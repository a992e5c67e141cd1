//! Monotonic board invariant: each record extends the previous one.

use super::super::{GameState, Square};
use super::Invariant;
use tracing::warn;

/// Invariant: record `k` is record `k - 1` plus exactly its own move.
///
/// The target square was empty before the move and no other square changed.
pub struct MonotonicBoardInvariant;

impl Invariant<GameState> for MonotonicBoardInvariant {
    fn holds(state: &GameState) -> bool {
        for (k, pair) in state.history().windows(2).enumerate() {
            let [before, after] = pair else {
                continue;
            };
            let Some(action) = after.placement() else {
                warn!(step = k + 1, "Record without a move");
                return false;
            };
            if !before.board().is_empty(action.position) {
                warn!(step = k + 1, position = %action.position, "Move overwrote a mark");
                return false;
            }
            let mut expected = before.board().clone();
            expected.set(action.position, Square::Occupied(action.player));
            if &expected != after.board() {
                warn!(step = k + 1, "Board changed outside the move");
                return false;
            }
        }
        true
    }

    fn description() -> &'static str {
        "Board squares are monotonic (never overwritten)"
    }
}
//! Interactive terminal session.

use crate::app::App;
use crate::ui;
use anyhow::{Context, Result};
use crossterm::{
    cursor::Show,
    event::{self, Event, KeyEventKind},
    execute,
    terminal::{EnterAlternateScreen, LeaveAlternateScreen, disable_raw_mode, enable_raw_mode},
};
use ratatui::{Terminal, backend::CrosstermBackend};
use std::io::{self, Stdout};
use tictactoe_core::HistoryOrder;
use tracing::{error, info, instrument};

/// Runs the TUI until the user quits.
///
/// The terminal is restored on every exit path, including a failed setup.
#[instrument]
pub fn run_tui(order: HistoryOrder) -> Result<()> {
    info!("Starting tic-tac-toe TUI");

    enable_raw_mode().context("Failed to enable raw mode")?;
    let res = session(order);
    let restored = restore_terminal();

    if let Err(err) = &res {
        error!(error = ?err, "Game loop error");
    }
    if let Err(err) = &restored {
        error!(error = ?err, "Failed to restore terminal");
    }
    res.and(restored)
}

fn session(order: HistoryOrder) -> Result<()> {
    let mut stdout = io::stdout();
    execute!(stdout, EnterAlternateScreen).context("Failed to enter alternate screen")?;
    let mut terminal =
        Terminal::new(CrosstermBackend::new(stdout)).context("Failed to create terminal")?;
    run_app(&mut terminal, App::new(order))
}

/// Attempts every teardown step, then reports the first failure.
fn restore_terminal() -> Result<()> {
    let raw = disable_raw_mode().context("Failed to disable raw mode");
    let screen = execute!(io::stdout(), LeaveAlternateScreen, Show)
        .context("Failed to leave alternate screen");
    raw.and(screen)
}

/// One key at a time: draw, block for input, apply it.
fn run_app(terminal: &mut Terminal<CrosstermBackend<Stdout>>, mut app: App) -> Result<()> {
    loop {
        terminal.draw(|f| ui::draw(f, &app))?;

        if let Event::Key(key) = event::read()?
            && key.kind == KeyEventKind::Press
        {
            app.handle_key(key.code);
        }

        if app.should_quit() {
            info!(moves = app.game().history().len() - 1, "Leaving game");
            return Ok(());
        }
    }
}
//! Draw detection logic for tic-tac-toe.

use super::super::{Board, Square};
use super::win::detect_winner;
use tracing::instrument;

/// Checks if the board is full (all squares occupied).
#[instrument(skip(board))]
pub fn is_full(board: &Board) -> bool {
    board.squares().iter().all(|s| *s != Square::Empty)
}

/// A full board with no winner.
#[instrument(skip(board))]
pub fn is_draw(board: &Board) -> bool {
    is_full(board) && detect_winner(board).is_none()
}
//! Terminal front end for tic-tac-toe with a rewindable move history.
//!
//! - [`cli`]: command-line parsing
//! - [`app`]: application state driven by key presses
//! - [`ui`]: stateless rendering of the game view
//! - [`replay`]: headless play for scripts and tests

#![warn(missing_docs)]
#![forbid(unsafe_code)]

pub mod app;
pub mod cli;
mod input;
pub mod replay;
mod terminal;
pub mod ui;

pub use app::{App, Focus};
pub use cli::{Cli, Command};
pub use terminal::run_tui;

use anyhow::{Context, Result};
use std::path::Path;
use tracing_subscriber::EnvFilter;

/// Sends logs to `path` so they do not draw over the game.
pub fn init_file_logging(path: &Path) -> Result<()> {
    let log_file = std::fs::File::create(path)
        .with_context(|| format!("Failed to create log file {}", path.display()))?;
    let _ = tracing_subscriber::fmt()
        .with_env_filter(
            EnvFilter::try_from_default_env().unwrap_or_else(|_| EnvFilter::new("info")),
        )
        .with_writer(std::sync::Arc::new(log_file))
        .with_ansi(false)
        .try_init();
    Ok(())
}

/// Sends logs to stderr, warnings and above unless `RUST_LOG` says otherwise.
pub fn init_stderr_logging() {
    let _ = tracing_subscriber::fmt()
        .with_env_filter(
            EnvFilter::try_from_default_env().unwrap_or_else(|_| EnvFilter::new("warn")),
        )
        .with_writer(std::io::stderr)
        .try_init();
}
//! First-class invariants for the move history.
//!
//! Each invariant is a logical property of a [`GameState`] that every
//! accepted move must preserve. They are testable on their own and are
//! asserted after each move in debug builds.

use super::GameState;
use tracing::instrument;

/// A logical property that must hold for a given state.
pub trait Invariant<S> {
    /// Checks if the invariant holds for the given state.
    fn holds(state: &S) -> bool;

    /// Human-readable description of the invariant.
    fn description() -> &'static str;
}

/// Violation of an invariant.
#[derive(Debug, Clone, PartialEq, Eq)]
pub struct InvariantViolation {
    /// Description of the violated invariant.
    pub description: String,
}

impl InvariantViolation {
    /// Creates a new invariant violation.
    pub fn new(description: impl Into<String>) -> Self {
        Self {
            description: description.into(),
        }
    }
}

/// A set of invariants checked together. Implemented for tuples.
pub trait InvariantSet<S> {
    /// Checks every invariant in the set, collecting all violations.
    fn check_all(state: &S) -> Result<(), Vec<InvariantViolation>>;
}

fn collect(results: &[(bool, &'static str)]) -> Result<(), Vec<InvariantViolation>> {
    let violations: Vec<_> = results
        .iter()
        .filter(|(held, _)| !held)
        .map(|(_, description)| InvariantViolation::new(*description))
        .collect();
    if violations.is_empty() {
        Ok(())
    } else {
        Err(violations)
    }
}

impl<S, I1, I2> InvariantSet<S> for (I1, I2)
where
    I1: Invariant<S>,
    I2: Invariant<S>,
{
    fn check_all(state: &S) -> Result<(), Vec<InvariantViolation>> {
        collect(&[
            (I1::holds(state), I1::description()),
            (I2::holds(state), I2::description()),
        ])
    }
}

impl<S, I1, I2, I3> InvariantSet<S> for (I1, I2, I3)
where
    I1: Invariant<S>,
    I2: Invariant<S>,
    I3: Invariant<S>,
{
    fn check_all(state: &S) -> Result<(), Vec<InvariantViolation>> {
        collect(&[
            (I1::holds(state), I1::description()),
            (I2::holds(state), I2::description()),
            (I3::holds(state), I3::description()),
        ])
    }
}

pub mod alternating_turn;
pub mod history_consistent;
pub mod monotonic_board;

pub use alternating_turn::AlternatingTurnInvariant;
pub use history_consistent::HistoryConsistentInvariant;
pub use monotonic_board::MonotonicBoardInvariant;

/// All history invariants as a composable set.
pub type HistoryInvariants = (
    HistoryConsistentInvariant,
    AlternatingTurnInvariant,
    MonotonicBoardInvariant,
);

/// Asserts that all history invariants hold (debug builds only).
#[instrument(skip(state))]
pub fn assert_invariants(state: &GameState) {
    debug_assert!(
        HistoryInvariants::check_all(state).is_ok(),
        "History invariants violated"
    );
}

#[cfg(test)]
mod tests {
    use super::*;
    use crate::{MoveRecord, Position, Square};

    fn played(cells: &[usize]) -> GameState {
        let mut game = GameState::new();
        for &cell in cells {
            game.apply_move(Position::from_index(cell).unwrap()).unwrap();
        }
        game
    }

    #[test]
    fn test_invariant_set_holds_for_new_game() {
        assert!(HistoryInvariants::check_all(&GameState::new()).is_ok());
    }

    #[test]
    fn test_invariant_set_holds_after_rewrite() {
        let mut game = played(&[0, 4, 8, 2]);
        game.jump_to(1).unwrap();
        game.apply_move(Position::BottomRight).unwrap();
        assert!(HistoryInvariants::check_all(&game).is_ok());
    }

    #[test]
    fn test_invariant_set_reports_every_violation() {
        let mut game = played(&[0, 4]);
        // Drop a mark from the last board: wrong count and not an extension.
        game.history[2].board.set(Position::TopLeft, Square::Empty);
        let violations = HistoryInvariants::check_all(&game).unwrap_err();
        assert_eq!(violations.len(), 3);

        let mut game = played(&[0]);
        game.history.push(MoveRecord::start());
        let violations = HistoryInvariants::check_all(&game).unwrap_err();
        assert!(
            violations
                .iter()
                .any(|v| v.description == HistoryConsistentInvariant::description())
        );
    }

    #[test]
    fn test_two_invariants_as_set() {
        type TwoInvariants = (HistoryConsistentInvariant, MonotonicBoardInvariant);
        assert!(TwoInvariants::check_all(&played(&[4, 0, 8])).is_ok());
    }
}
◆ ◆ ◆
:: WORK ORDER ::
Nothing but lines that contain "given" should appear in the answer. Copy each from the records.

:: COMPLETED TASK ::
/// A logical property that must hold for a given state.
    /// Checks if the invariant holds for the given state.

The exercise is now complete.